Leonard Maltin gave Bob Fosse's autobiographical "All That Jazz" 2 1/2 stars, underrating the film because of its excesses. For example, co-writer, subject, co-producer, director and choreographer Fosse produces an endless endling, overloaded with songs, dances and drama.
Roy Scheider plays a brilliant and self-destructive theater & film director Fosse modeled after himself. The film's final death sequence goes on for 20 minutes or so; its many scenes are fascinating ("8 1/2"-ish) to look at, but too many to fully enjoy.
There's the operation to save "Fosse"; Ben Vareen's swarmy song and dance tribute to "Fosse"; "Fosse" the movie director shooting "Fosse" the patient; at least three separate dance numbers, each building on the other, as "Fosse" hallucinates others' commentaries on his life (with one number straight out of Busby Berkely). It goes on and on. Each is beautiful, perhaps a little too heavy with meaning, but always absorbing.
Leading up to that, we see "Fosse" not so much juggling as diving in and diving out of relationships with his ex-wife, a new young lover, an long-time faithful lover, his new musical, his new movie and his pre-teen daughter. In between he rumages through his life with Jessica Lange, a beautiful, dressed-in-white angel of death.
The film portrays "Fosse" too simplistically: a creative genious and a failed, albeit charming, human being. Mere contradictions don't make for subtleties.
But its portrayal of show business's inner workings -- dance rehearsals, film editing, business dealings -- are totally absorbing. An oh-so-young John Lithgow's appearance as a director who might take over from "Fosse" oozes enough phony sincerety to grease a hundred frying pans.

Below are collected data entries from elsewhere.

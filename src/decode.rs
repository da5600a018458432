//! The streaming decoder: segments ciphertext into one encoded sequence at
//! a time, classifying nulls and noise, inferring the line direction, and
//! reconstructing the codeword with correct parity.

use crate::cipher::Cipher;
use crate::error::CipherError;
use crate::geometry;

/// Decode one plaintext character from the front of `buffer`.
///
/// Returns `(consumed, plaintext)`: `consumed` is how many bytes of
/// `buffer` were used (always `> 0` unless `buffer` is empty); `plaintext`
/// is `None` if the consumed bytes were nulls only (no character to
/// output yet — the caller should simply keep reading).
///
/// A sequence that ends because a read character is not colinear with the
/// sequence so far does *not* consume that character: it is left at the
/// front of the buffer for the next call.
pub fn decode_one(cipher: &mut Cipher, buffer: &[u8]) -> Result<(usize, Option<u8>), CipherError> {
    let mut raw: Vec<u8> = Vec::with_capacity(4);
    let mut dir: Option<usize> = None;
    let mut noise = false;
    let mut used = 0usize;

    while used < buffer.len() {
        let c = buffer[used];
        if classify_salt(cipher, c)? {
            used += 1;
            continue;
        }

        match raw.len() {
            0 => {
                raw.push(c);
                used += 1;
            }
            1 => match geometry::get_direction(&cipher.code_mat, c, raw[0]) {
                Some(d) => {
                    dir = Some(d);
                    raw.push(c);
                    noise = false;
                    used += 1;
                }
                None => {
                    dir = geometry::get_column(&cipher.code_mat, raw[0]);
                    break;
                }
            },
            2 | 3 => {
                let d = dir.expect("direction set once a second character is accepted");
                if geometry::has_direction(&cipher.code_mat, c, d) {
                    raw.push(c);
                    noise = false;
                    used += 1;
                } else if geometry::colinear(&cipher.code_mat, *raw.last().unwrap(), c) {
                    break;
                } else if noise {
                    return Err(CipherError::DecoderDoubleNoise);
                } else {
                    noise = true;
                    used += 1;
                }
            }
            4 => {
                let d = dir.expect("direction set once a second character is accepted");
                if geometry::has_direction(&cipher.code_mat, c, d) {
                    return Err(CipherError::DecoderTooManyOnLine);
                }
                if geometry::colinear(&cipher.code_mat, *raw.last().unwrap(), c) {
                    break;
                }
                if noise {
                    return Err(CipherError::DecoderDoubleNoise);
                }
                noise = true;
                used += 1;
            }
            _ => unreachable!("a sequence never accepts more than 4 on-line characters"),
        }
    }

    if raw.is_empty() {
        return Ok((used, None));
    }
    if dir.is_none() {
        dir = geometry::get_column(&cipher.code_mat, raw[0]);
    }
    let dir = dir.expect("a non-empty sequence always resolves a direction");

    cipher.parity = !cipher.parity;
    let mut code: u8 = 0;
    for (i, &pos) in geometry::LINES[dir].iter().enumerate() {
        let cell = cipher.code_mat[pos as usize];
        if raw.contains(&cell) {
            if cipher.parity {
                code |= 16 >> i;
            } else {
                code |= 1 << i;
            }
        }
    }
    let plain = cipher.char_of(code);
    if cipher.options.trace {
        eprintln!(
            "{} {} {} {:05b} {code:2} {}",
            show(&buffer[..used]),
            show(&raw),
            geometry::direction_label(dir),
            code,
            plain as char,
        );
    }
    Ok((used, Some(plain)))
}

/// Render a fragment of code-matrix characters for a trace line.
fn show(bytes: &[u8]) -> String {
    bytes.iter().map(|&b| b as char).collect()
}

/// Classify one ciphertext byte: `Ok(true)` if it is a null to be skipped,
/// `Ok(false)` if it should feed the sequence state machine, `Err` if it is
/// not a valid ciphertext byte at all.
fn classify_salt(cipher: &Cipher, c: u8) -> Result<bool, CipherError> {
    if cipher.is_core() {
        return if cipher.code_mat.contains(&c) {
            Ok(false)
        } else {
            Err(CipherError::DecoderInvalidChar(c))
        };
    }
    if cipher.null_mat.contains(&c) {
        return Ok(true);
    }
    if cipher.code_mat.contains(&c) {
        return Ok(false);
    }
    // Defensive: M_C ∪ M_N already covers every unused letter, so this
    // never actually triggers, but a byte that merely looks like an unused
    // key letter is treated as a null rather than rejected outright.
    if (b'A'..=b'Y').contains(&c) || (b'a'..=b'y').contains(&c) {
        return Ok(true);
    }
    Err(CipherError::DecoderInvalidChar(c))
}
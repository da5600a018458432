//! Thin CLI front-end over the `handycipher` library: read a key (from a
//! keyfile or a derived password), then encrypt or decrypt stdin/a file to
//! stdout/a file.

use std::fs::{self, File};
use std::io::{self, BufReader, BufWriter, Read, Write};
use std::path::{Path, PathBuf};
use std::process::ExitCode;

use structopt::StructOpt;

use handycipher::{decode_stream, derive_key, encode_stream, key, Cipher, CipherError, CipherOptions, KEY_LEN};

#[derive(StructOpt)]
#[structopt(name = "handy", about = "A randomized pen-and-paper symmetric stream cipher.")]
struct Opt {
    /// Encrypt the input (the default).
    #[structopt(short = "e", long = "encrypt")]
    encrypt: bool,
    /// Decrypt the input.
    #[structopt(short = "d", long = "decrypt")]
    decrypt: bool,
    /// Read the 51-character key from this file instead of deriving one
    /// from a password.
    #[structopt(short = "k", long = "key", parse(from_os_str))]
    keyfile: Option<PathBuf>,
    /// Write output here instead of stdout.
    #[structopt(short = "o", long = "output", parse(from_os_str))]
    outfile: Option<PathBuf>,
    /// Disable null salting: ciphertext is drawn only from the code matrix.
    #[structopt(long = "core")]
    core: bool,
    /// Emit a step-by-step trace of the encode/decode pipeline to stderr.
    #[structopt(long = "trace")]
    trace: bool,
    /// Input file; omit to read from stdin.
    #[structopt(parse(from_os_str))]
    input: Option<PathBuf>,
}

fn main() -> ExitCode {
    match run(Opt::from_args()) {
        Ok(()) => ExitCode::SUCCESS,
        Err(e) => {
            eprintln!("handy: {e}");
            ExitCode::FAILURE
        }
    }
}

fn run(opt: Opt) -> Result<(), CipherError> {
    if opt.encrypt && opt.decrypt {
        return Err(invalid_input("cannot pass both --encrypt and --decrypt"));
    }
    let encrypting = !opt.decrypt;

    let key = load_key(opt.keyfile.as_deref())?;
    let options = CipherOptions {
        core: opt.core,
        trace: opt.trace,
    };
    let mut cipher = Cipher::new(&key, options)?;

    let mut input: Box<dyn Read> = match &opt.input {
        Some(path) => Box::new(BufReader::new(File::open(path)?)),
        None => Box::new(BufReader::new(io::stdin())),
    };
    let mut output: Box<dyn Write> = match &opt.outfile {
        Some(path) => Box::new(BufWriter::new(File::create(path)?)),
        None => Box::new(BufWriter::new(io::stdout())),
    };

    // On failure, clean up a freshly created output file rather than
    // leaving a truncated one behind.
    let result = if encrypting {
        encode_stream(&mut cipher, &mut input, &mut output).map(|warnings| {
            for w in warnings {
                eprintln!("warning: {w}");
            }
        })
    } else {
        decode_stream(&mut cipher, &mut input, &mut output)
    };

    if let Err(e) = result {
        if let Some(path) = &opt.outfile {
            let _ = fs::remove_file(path);
        }
        return Err(e);
    }
    output.flush()?;
    Ok(())
}

/// Load the key stored in `keyfile`, or -- if none was given -- prompt for
/// a password on stderr and derive a key from it.
fn load_key(keyfile: Option<&Path>) -> Result<[u8; KEY_LEN], CipherError> {
    match keyfile {
        Some(path) => {
            let bytes = fs::read(path)?;
            if bytes.len() != KEY_LEN {
                return Err(CipherError::InvalidKeyLength {
                    expected: KEY_LEN,
                    found: bytes.len(),
                });
            }
            let mut key = [0u8; KEY_LEN];
            key.copy_from_slice(&bytes[..KEY_LEN]);
            key::validate(&key)?;
            Ok(key)
        }
        None => {
            let password = read_password("password: ")?;
            if password.is_empty() {
                return Err(invalid_input("password has length zero"));
            }
            Ok(derive_key(password.as_bytes()))
        }
    }
}

/// Read a password line from stdin. There is no TTY-echo-suppression crate
/// in this stack, so this always takes the reference implementation's
/// "dumb" fallback path: echoed input, with a warning.
fn read_password(prompt: &str) -> io::Result<String> {
    eprintln!("warning: reading password from stdin with echo");
    eprint!("{prompt}");
    io::stderr().flush()?;
    let mut line = String::new();
    io::stdin().read_line(&mut line)?;
    Ok(line.trim_end_matches(['\n', '\r']).to_string())
}

fn invalid_input(msg: &str) -> CipherError {
    CipherError::Io(io::Error::new(io::ErrorKind::InvalidInput, msg.to_string()))
}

And throughout, the film has a rich visual style that ranges from appropriately glitzy to dream-like to straight dramatic.
Finally, the dance numbers, specially staged for the camera, reveal that dance can be cinematic instead of static.
The brilliant dancing and musical scenes clearly override Fosse's instinct to overdo and overtell. This 19-year-old movie, even when seen on cable TV (in a letterboxed version) has more in it, and more to it, that all of today's over-budgeted, underfed blockblusers.